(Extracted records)
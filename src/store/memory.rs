use parking_lot::RwLock;
use std::collections::HashMap;

use super::{KvStore, StoreFuture};

/// Process-local key-value store backed by a `HashMap`.
///
/// Nothing survives a restart. Used by the test suite and by `STORE_BACKEND=memory`.
#[derive(Debug, Default)]
pub struct MemoryStore {
    entries: RwLock<HashMap<String, String>>,
}

impl MemoryStore {
    pub fn new() -> Self {
        Self::default()
    }

    #[cfg(test)]
    pub fn len(&self) -> usize {
        self.entries.read().len()
    }

    #[cfg(test)]
    pub fn is_empty(&self) -> bool {
        self.entries.read().is_empty()
    }
}

impl KvStore for MemoryStore {
    fn get<'a>(&'a self, key: &'a str) -> StoreFuture<'a, Option<String>> {
        let value = self.entries.read().get(key).cloned();
        tracing::debug!("Memory store read for key {:?}: found={}", key, value.is_some());
        Box::pin(std::future::ready(Ok::<_, anyhow::Error>(value)))
    }

    fn put<'a>(&'a self, key: &'a str, value: String) -> StoreFuture<'a, ()> {
        let count = {
            let mut entries = self.entries.write();
            entries.insert(key.to_string(), value);
            entries.len()
        };
        tracing::debug!("Memory store wrote key {:?} ({} records)", key, count);
        Box::pin(std::future::ready(Ok::<_, anyhow::Error>(())))
    }
}
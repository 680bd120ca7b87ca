use crate::routes::headers;
use axum::http::{header::HeaderName, StatusCode};

/// OPTIONS handler - CORS preflight, headers only
pub async fn preflight_handler() -> (StatusCode, [(HeaderName, &'static str); 4]) {
    (StatusCode::OK, headers::STANDARD)
}

/// Any method or path outside the routing table
pub async fn not_found_handler() -> StatusCode {
    StatusCode::NOT_FOUND
}
mod app;
mod config;
mod error;
mod handlers;
mod models;
mod moniker;
mod routes;
mod state;
mod store;

use std::sync::Arc;

use anyhow::Context;
use config::{Config, StoreBackend};
use moniker::NicknameGenerator;
use state::AppState;
use store::{KvStore, MemoryStore, SpannerStore};
use tracing_subscriber::EnvFilter;

#[tokio::main]
async fn main() -> anyhow::Result<()> {
    dotenvy::dotenv().ok();

    tracing_subscriber::fmt()
        .with_env_filter(
            EnvFilter::try_from_default_env().unwrap_or_else(|_| EnvFilter::new("info")),
        )
        .init();

    tracing::info!("moniker-kv starting");

    let config = Config::from_env()?;
    config.log_startup();

    let store = build_store(&config).await?;
    let bind_addr = config.bind_addr();
    let ids = match config.moniker_seed {
        Some(seed) => NicknameGenerator::with_seed(seed),
        None => NicknameGenerator::new(),
    };
    let state = AppState::new(store, Arc::new(ids));
    let app = app::build_router(state);

    let listener = tokio::net::TcpListener::bind(&bind_addr)
        .await
        .with_context(|| format!("Failed to bind {}", bind_addr))?;
    tracing::info!("Listening on {}", bind_addr);

    axum::serve(listener, app)
        .with_graceful_shutdown(shutdown_signal())
        .await
        .context("Server error")?;

    tracing::info!("moniker-kv stopped");
    Ok(())
}

async fn build_store(config: &Config) -> anyhow::Result<Arc<dyn KvStore>> {
    match (config.store_backend, &config.spanner) {
        (StoreBackend::Spanner, Some(spanner_config)) => {
            let store = SpannerStore::from_config(spanner_config).await?;
            if let Err(e) = store.ping().await {
                tracing::warn!("Spanner is not answering yet: {:#}", e);
            }
            Ok(Arc::new(store))
        }
        (StoreBackend::Spanner, None) => {
            anyhow::bail!("Spanner backend selected without Spanner configuration")
        }
        (StoreBackend::Memory, _) => {
            tracing::warn!("Using in-memory store; records are lost on restart");
            Ok(Arc::new(MemoryStore::new()))
        }
    }
}

async fn shutdown_signal() {
    if let Err(e) = tokio::signal::ctrl_c().await {
        tracing::error!("Failed to listen for shutdown signal: {}", e);
        std::future::pending::<()>().await;
    }
    tracing::info!("Shutdown signal received");
}
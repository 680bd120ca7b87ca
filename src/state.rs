use crate::moniker::IdGenerator;
use crate::store::KvStore;
use std::sync::Arc;

/// Shared application state
#[derive(Clone)]
pub struct AppState {
    pub store: Arc<dyn KvStore>,
    pub ids: Arc<dyn IdGenerator>,
}

impl AppState {
    pub fn new(store: Arc<dyn KvStore>, ids: Arc<dyn IdGenerator>) -> Self {
        Self { store, ids }
    }
}
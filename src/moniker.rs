use parking_lot::Mutex;
use rand::rngs::StdRng;
use rand::{Rng, SeedableRng};

/// Source of fresh record identifiers.
///
/// Implementations make no uniqueness promise: two calls may return the same
/// identifier, and nothing checks whether it is already in use.
pub trait IdGenerator: Send + Sync + 'static {
    fn next(&self) -> String;
}

const ADJECTIVES: [&str; 64] = [
    "agile", "amber", "ancient", "bold", "brave", "breezy", "bright", "calm", "cheerful",
    "clever", "cosmic", "crimson", "curious", "daring", "dizzy", "eager", "electric", "fancy",
    "fearless", "fluffy", "frosty", "gentle", "giddy", "golden", "grumpy", "happy", "hidden",
    "humble", "icy", "jolly", "keen", "lively", "lucky", "mellow", "mighty", "misty", "nimble",
    "noble", "odd", "plucky", "polite", "proud", "quick", "quiet", "rapid", "rusty", "shiny",
    "silent", "silly", "sleepy", "sneaky", "spicy", "steady", "stormy", "sunny", "swift",
    "tidy", "tiny", "velvet", "wandering", "wise", "witty", "wobbly", "zany",
];

const ANIMALS: [&str; 75] = [
    "albatross", "alpaca", "badger", "bat", "beaver", "bison", "buffalo", "camel", "cheetah",
    "cobra", "coyote", "crane", "crow", "deer", "dingo", "dolphin", "eagle", "falcon", "ferret",
    "finch", "fox", "gazelle", "gecko", "gibbon", "giraffe", "goose", "hare", "hedgehog",
    "heron", "ibis", "iguana", "jackal", "jaguar", "koala", "lemur", "leopard", "llama", "lynx",
    "magpie", "marmot", "meerkat", "mole", "moose", "narwhal", "newt", "ocelot", "octopus",
    "otter", "owl", "panda", "panther", "parrot", "pelican", "penguin", "puffin", "quail",
    "rabbit", "raccoon", "raven", "salmon", "seal", "sloth", "sparrow", "squid", "stork",
    "tapir", "tiger", "toucan", "turtle", "viper", "walrus", "weasel", "wombat", "yak", "zebra",
];

/// Generates `adjective-animal` nicknames such as `brave-otter`.
pub struct NicknameGenerator {
    rng: Mutex<StdRng>,
}

impl NicknameGenerator {
    /// Generator seeded from OS entropy
    pub fn new() -> Self {
        Self {
            rng: Mutex::new(StdRng::from_entropy()),
        }
    }

    /// Generator with a fixed seed, producing a reproducible sequence
    pub fn with_seed(seed: u64) -> Self {
        Self {
            rng: Mutex::new(StdRng::seed_from_u64(seed)),
        }
    }
}

impl Default for NicknameGenerator {
    fn default() -> Self {
        Self::new()
    }
}

impl IdGenerator for NicknameGenerator {
    fn next(&self) -> String {
        let mut rng = self.rng.lock();
        let adjective = ADJECTIVES[rng.gen_range(0..ADJECTIVES.len())];
        let animal = ANIMALS[rng.gen_range(0..ANIMALS.len())];
        format!("{}-{}", adjective, animal)
    }
}
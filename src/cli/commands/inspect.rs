//! Inspect command implementation.
//!
//! Walks WAL files record by record so operators can audit on-disk
//! state after an incident.

use crate::storage::codec;
use crate::storage::wal::{LogOp, LogRecord};
use anyhow::{Context, Result};
use clap::{Args, Subcommand};
use std::fs::File;
use std::io::BufReader;
use std::path::PathBuf;

/// Inspect WAL files.
#[derive(Args, Debug)]
pub struct InspectArgs {
    #[command(subcommand)]
    pub command: InspectCommand,
}

/// Inspect subcommands.
#[derive(Subcommand, Debug)]
pub enum InspectCommand {
    /// Dump the records of one or more WAL files.
    Wal {
        /// WAL file paths.
        #[arg(required = true)]
        paths: Vec<PathBuf>,
    },
}

/// Run the inspect command.
pub fn run_inspect(args: InspectArgs) -> Result<()> {
    match args.command {
        InspectCommand::Wal { paths } => {
            for path in paths {
                inspect_wal(&path)?;
            }
        }
    }
    Ok(())
}

fn inspect_wal(path: &PathBuf) -> Result<()> {
    println!("wal: {}", path.display());

    let file =
        File::open(path).with_context(|| format!("failed to open wal file {}", path.display()))?;
    let mut reader = BufReader::new(file);
    let mut records = 0usize;

    loop {
        let payload = match codec::read_frame(&mut reader) {
            Ok(Some(payload)) => payload,
            Ok(None) => break,
            Err(err) if err.kind() == std::io::ErrorKind::UnexpectedEof => {
                println!("  (partial trailing record discarded)");
                break;
            }
            Err(err) => return Err(err).context("failed to read wal record"),
        };
        let record: LogRecord =
            bincode::deserialize(&payload).context("failed to decode wal record")?;
        match record.op {
            LogOp::Put { key, value } => {
                println!("  {:>8}  PUT     {key} = {value}", record.id);
            }
            LogOp::Delete { key } => {
                println!("  {:>8}  DELETE  {key}", record.id);
            }
        }
        records += 1;
    }

    println!("  {records} records");
    Ok(())
}
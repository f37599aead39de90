//! Consensus collaborator contract.
//!
//! Tessera consumes an external Raft implementation; this module pins
//! down exactly the surface the core relies on. The consensus side
//! drives the [`Fsm`] callbacks (snapshot, restore, linearizable read)
//! and delivers committed entries on the apply channel; the core calls
//! [`Raft::submit`] and [`Raft::read_only`] and watches the error
//! channel for fatal consensus failures.

use crate::core::error::KvResult;
use anyhow::Result;
use async_trait::async_trait;
use tokio::sync::mpsc;

/// Outcome of submitting a command to the consensus log.
#[derive(Debug, Clone, Copy, PartialEq, Eq)]
pub struct SubmitResult {
    /// Whether this node was the leader at submission time.
    pub is_leader: bool,
    /// Raft id of the current leader, or a negative value when unknown.
    pub leader_id: i32,
    /// Log index assigned to the command when `is_leader`.
    pub log_index: i64,
}

/// Outcome of a linearizable read.
#[derive(Debug, Clone, PartialEq, Eq)]
pub struct ReadOnlyResult {
    /// Whether this node was the leader when the read barrier completed.
    pub is_leader: bool,
    /// Raft id of the current leader, or a negative value when unknown.
    pub leader_id: i32,
    /// Response bytes produced by [`Fsm::read`].
    pub data: Vec<u8>,
}

/// Current term and leadership posture.
#[derive(Debug, Clone, Copy, PartialEq, Eq)]
pub struct RaftState {
    pub term: i64,
    pub is_leader: bool,
}

/// One message on the apply channel. Exactly one of the two `*_valid`
/// flags is set.
#[derive(Debug, Clone)]
pub struct ApplyMessage {
    pub command_valid: bool,
    pub command: Vec<u8>,
    pub command_index: i64,
    pub snapshot_valid: bool,
    pub snapshot: Vec<u8>,
}

impl ApplyMessage {
    /// A committed command at `index`.
    pub fn command(index: i64, command: Vec<u8>) -> Self {
        Self {
            command_valid: true,
            command,
            command_index: index,
            snapshot_valid: false,
            snapshot: Vec::new(),
        }
    }

    /// An installed snapshot to restore from.
    pub fn snapshot(snapshot: Vec<u8>) -> Self {
        Self {
            command_valid: false,
            command: Vec::new(),
            command_index: 0,
            snapshot_valid: true,
            snapshot,
        }
    }
}

/// The consensus module surface the core consumes.
#[async_trait]
pub trait Raft: Send + Sync {
    /// Submit a command for replication. Non-blocking; commitment is
    /// observed later through the apply channel.
    fn submit(&self, command: Vec<u8>) -> SubmitResult;

    /// Perform a linearizable read; the consensus module invokes
    /// [`Fsm::read`] once the read barrier is established.
    async fn read_only(&self, query: &[u8]) -> KvResult<ReadOnlyResult>;

    /// Current term and leadership.
    fn state(&self) -> RaftState;

    /// Hand a state-machine snapshot to the consensus module so it can
    /// truncate its log up to `index`.
    fn snapshot(&self, index: i64, snapshot: Vec<u8>) -> Result<()>;

    /// Take the fatal-error receiver. Any error delivered on it is
    /// terminal for the process. Yields `None` after the first call.
    fn errors(&self) -> Option<mpsc::Receiver<anyhow::Error>>;

    /// Start consensus participation.
    fn start(&self) -> Result<()>;

    /// Stop consensus participation.
    fn stop(&self) -> Result<()>;
}

/// State-machine callbacks the consensus module drives.
pub trait Fsm: Send + Sync {
    /// Serialize the full applied state; returns the bytes and the
    /// last applied log index. Called under a consistency barrier the
    /// consensus module controls.
    fn snapshot(&self) -> KvResult<(Vec<u8>, i64)>;

    /// Replace the applied state from snapshot bytes.
    fn restore(&self, data: &[u8]) -> KvResult<()>;

    /// Serve a linearizable read; `query` is a key, the response is the
    /// value bytes.
    fn read(&self, query: &[u8]) -> KvResult<Vec<u8>>;
}
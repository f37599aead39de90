//! Request coordination.
//!
//! The coordinator turns a client request into engine effects for
//! whichever serving mode is active.
//!
//! Replicated writes: validate sizes, encode the command, submit it to
//! consensus, then register a commit future at the assigned log index
//! and wait for the apply loop to fulfill it. Non-leader submissions
//! resolve to a redirect carrying the leader's public address. If
//! leadership is lost while a client waits, no apply arrives for that
//! index and the wait expires at the request deadline; the client
//! retries against the redirected leader.
//!
//! Standalone writes append to the WAL and then mutate the engine
//! directly; reads come straight off the engine.

use crate::core::config::EngineConfig;
use crate::core::error::{KvError, KvResult};
use crate::engine::KvEngine;
use crate::replica::command::Command;
use crate::replica::futures::FuturesStore;
use crate::replica::raft::Raft;
use crate::storage::wal::Wal;
use std::sync::Arc;
use std::time::Duration;

/// Size limits applied before any other work; cheaper than a consensus
/// round-trip.
#[derive(Debug, Clone, Copy)]
pub struct SizeLimits {
    pub max_key_size: usize,
    pub max_value_size: usize,
}

impl From<&EngineConfig> for SizeLimits {
    fn from(cfg: &EngineConfig) -> Self {
        Self {
            max_key_size: cfg.max_key_size,
            max_value_size: cfg.max_value_size,
        }
    }
}

impl SizeLimits {
    fn check_key(&self, key: &str) -> KvResult<()> {
        if key.len() > self.max_key_size {
            return Err(KvError::KeyTooLarge {
                actual: key.len(),
                limit: self.max_key_size,
            });
        }
        Ok(())
    }

    fn check_value(&self, value: &str) -> KvResult<()> {
        if value.len() > self.max_value_size {
            return Err(KvError::ValueTooLarge {
                actual: value.len(),
                limit: self.max_value_size,
            });
        }
        Ok(())
    }
}

/// Mode-specific request handling behind one call surface.
pub enum Coordinator {
    Standalone(StandaloneCoordinator),
    Replicated(ReplicatedCoordinator),
}

impl Coordinator {
    pub async fn put(&self, key: String, value: String) -> KvResult<()> {
        match self {
            Self::Standalone(c) => c.put(key, value).await,
            Self::Replicated(c) => c.put(key, value).await,
        }
    }

    pub async fn get(&self, key: &str) -> KvResult<String> {
        match self {
            Self::Standalone(c) => c.get(key),
            Self::Replicated(c) => c.get(key).await,
        }
    }

    pub async fn delete(&self, key: String) -> KvResult<()> {
        match self {
            Self::Standalone(c) => c.delete(key).await,
            Self::Replicated(c) => c.delete(key).await,
        }
    }
}

/// Single-node coordination: WAL append then engine mutation.
pub struct StandaloneCoordinator {
    limits: SizeLimits,
    engine: Arc<KvEngine>,
    wal: Arc<Wal>,
}

impl StandaloneCoordinator {
    pub fn new(limits: SizeLimits, engine: Arc<KvEngine>, wal: Arc<Wal>) -> Self {
        Self {
            limits,
            engine,
            wal,
        }
    }

    pub async fn put(&self, key: String, value: String) -> KvResult<()> {
        self.limits.check_key(&key)?;
        self.limits.check_value(&value)?;
        self.wal.write_put(key.clone(), value.clone()).await?;
        self.engine.put(key, value)
    }

    pub fn get(&self, key: &str) -> KvResult<String> {
        self.engine.get(key)
    }

    pub async fn delete(&self, key: String) -> KvResult<()> {
        self.limits.check_key(&key)?;
        self.wal.write_delete(key.clone()).await?;
        self.engine.delete(&key)
    }
}

/// Cluster coordination through the consensus module.
pub struct ReplicatedCoordinator {
    limits: SizeLimits,
    raft: Arc<dyn Raft>,
    futures: Arc<FuturesStore>,
    public_addrs: Vec<String>,
    request_timeout: Duration,
}

impl ReplicatedCoordinator {
    pub fn new(
        limits: SizeLimits,
        raft: Arc<dyn Raft>,
        futures: Arc<FuturesStore>,
        public_addrs: Vec<String>,
        request_timeout: Duration,
    ) -> Self {
        Self {
            limits,
            raft,
            futures,
            public_addrs,
            request_timeout,
        }
    }

    /// Map a non-leader verdict to a redirect, or to `NoLeader` when the
    /// reported id resolves to no known peer.
    fn not_leader(&self, leader_id: i32) -> KvError {
        usize::try_from(leader_id)
            .ok()
            .and_then(|id| self.public_addrs.get(id))
            .map(|addr| KvError::NotLeader {
                leader_addr: addr.clone(),
            })
            .unwrap_or(KvError::NoLeader)
    }

    async fn replicate(&self, command: Command) -> KvResult<()> {
        let data = command.encode()?;
        let result = self.raft.submit(data);
        if !result.is_leader {
            return Err(self.not_leader(result.leader_id));
        }

        let promise = self.futures.register(result.log_index);
        promise.wait(self.request_timeout).await
    }

    pub async fn put(&self, key: String, value: String) -> KvResult<()> {
        self.limits.check_key(&key)?;
        self.limits.check_value(&value)?;
        self.replicate(Command::Put { key, value }).await
    }

    pub async fn delete(&self, key: String) -> KvResult<()> {
        self.limits.check_key(&key)?;
        self.replicate(Command::Delete { key }).await
    }

    pub async fn get(&self, key: &str) -> KvResult<String> {
        let read = self.raft.read_only(key.as_bytes());
        let result = match tokio::time::timeout(self.request_timeout, read).await {
            Ok(result) => result?,
            Err(_) => return Err(KvError::ReadTimeout),
        };

        if !result.is_leader {
            return Err(self.not_leader(result.leader_id));
        }
        Ok(String::from_utf8_lossy(&result.data).into_owned())
    }
}
//! Durable storage: record framing, snapshot files, and the
//! write-ahead log.

pub mod codec;
pub mod snapshot;
pub mod wal;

■ Task brief
The lines above that hold the word "participation" are the ones to copy.

■ Task output
    /// Start consensus participation.
    /// Stop consensus participation.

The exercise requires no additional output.